------ DATA LISTING ------
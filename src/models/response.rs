use serde::{Deserialize, Serialize};

#[derive(Debug, Clone, Serialize, Deserialize)]
#[serde(rename_all = "camelCase")]
pub struct ErrorResponse {
    pub message: String,
    pub status_code: u16,
}

impl ErrorResponse {
    pub fn new(status_code: u16, message: impl Into<String>) -> Self {
        Self {
            message: message.into(),
            status_code,
        }
    }
}
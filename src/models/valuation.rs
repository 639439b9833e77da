use serde::{Deserialize, Serialize};

#[derive(Debug, Clone, PartialEq, Serialize, Deserialize, sqlx::FromRow)]
#[serde(rename_all = "camelCase")]
pub struct VehicleValuation {
    pub vrm: String,
    pub lowest_value: f64,
    pub highest_value: f64,

    #[serde(skip_serializing_if = "Option::is_none")]
    pub provider_name: Option<String>,
}

impl VehicleValuation {
    pub fn midpoint_value(&self) -> f64 {
        (self.highest_value + self.lowest_value) / 2.0
    }
}

#[derive(Debug, Clone, Deserialize)]
pub struct VehicleValuationRequest {
    pub mileage: Option<i64>,
}
use serde::{Deserialize, Serialize};

#[derive(Debug, Clone, Copy, PartialEq, Eq, Serialize, Deserialize)]
#[serde(rename_all = "UPPERCASE")]
pub enum CircuitState {
    Closed,
    Open,
}

impl CircuitState {
    pub fn as_str(&self) -> &str {
        match self {
            CircuitState::Closed => "CLOSED",
            CircuitState::Open => "OPEN",
        }
    }
}

#[derive(Debug, Clone)]
pub struct CircuitBreakerConfig {
    pub failure_threshold_percentage: u32,
    pub reset_timeout_ms: u64,
}

impl CircuitBreakerConfig {
    pub fn reset_timeout(&self) -> std::time::Duration {
        std::time::Duration::from_millis(self.reset_timeout_ms)
    }
}
pub mod circuit_breaker;
pub mod database;
pub mod health;
pub mod premium_car;
pub mod super_car;
pub mod valuation;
------
PROBLEM DETAILS:
Across the entries above, find the lines with the string "Option" and copy them.

SOLUTION FOR THIS PROBLEM:
    #[serde(skip_serializing_if = "Option::is_none")]
    pub provider_name: Option<String>,
    pub mileage: Option<i64>,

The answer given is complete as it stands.